In July 1938, open cabildos were held across El Salvador where citizens would meet at town halls and approve proposed constitutional changes. The National Pro Patria Party ("National Party of the Fatherland", PNPP), the only legal political party in El Salvador, organized the meetings and reported that the citizenry was in unanimous support of the proposed changes despite no voting actually taking place.

The PNPP reported that Salvadoran citizens overwhelmingly supported the constitutional reforms and that there were "popular" rallies and parades leading up to the election. Meanwhile, some political leaders opposed Martínez's re-election. Among them were Sub-Secretary of Public Works Manuel López Harrison, Sub-Secretary of Government Hermógenes Alvarado, Sub-Secretary of Public Instruction David Rosales, and Sub-Secretary of War Colonel Ascencio Menéndez. In October 1938, a so-called "Civilian-Military Association" spread propaganda posters across Santa Ana calling for Martínez's resignation. In January 1939, Menéndez led an attempted coup against Martínez's government but it failed. The conspirators were exiled to France and Mexico.
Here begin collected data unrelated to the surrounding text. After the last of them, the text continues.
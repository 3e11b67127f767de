use crate::client::core::OpenAiClient;
use crate::types::{ListResponse, Model};
use crate::Result;

impl OpenAiClient {
    pub async fn get_model(&self, model_id: &str) -> Result<Model> {
        self.get_json(&format!("/models/{}", model_id)).await
    }

    pub async fn list_models(&self) -> Result<Vec<Model>> {
        let page: ListResponse<Model> = self.get_json("/models").await?;
        Ok(page.data)
    }
}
The National Constitutional Assembly approved the new constitution on 20 January 1939. Most of the new constitution was identical to the 1886 constitution. One of the most notable differences regards article 92 that mandates that the National Constitutional Assembly would elect the next president and that whoever they elect would be exempted from article 94 that banned re-election. It also increased the lengths of presidential terms from four to six years.

== Results ==

On 21 January 1939, the National Constitutional Assembly convened to elect El Salvador's president for the 1939–1945 term. The assembly unanimously voted to re-elected Martínez as President.

| Candidate |  | Party | Votes | % |
|  | Maximiliano Hernández Martínez | National Pro Patria Party | 42 | 100.00 |
| Total |  |  | 42 | 100.00 |
| Registered voters/turnout |  |  | 42 | 100.00 |
Source: Diario Oficial 1939, p. 177

== Aftermath ==

Martínez was inaugurated for his third term on 1 March 1939. Martínez was re-elected by the legislature to another six-year term in 1944 but he was forced to resign on 8 May 1944 during the Strike of Fallen Arms, a student protest that opposed his government. Martínez subsequently fled El Salvador on 11 May. The military itself continued to rule the country until the 1979 Salvadoran coup d'état.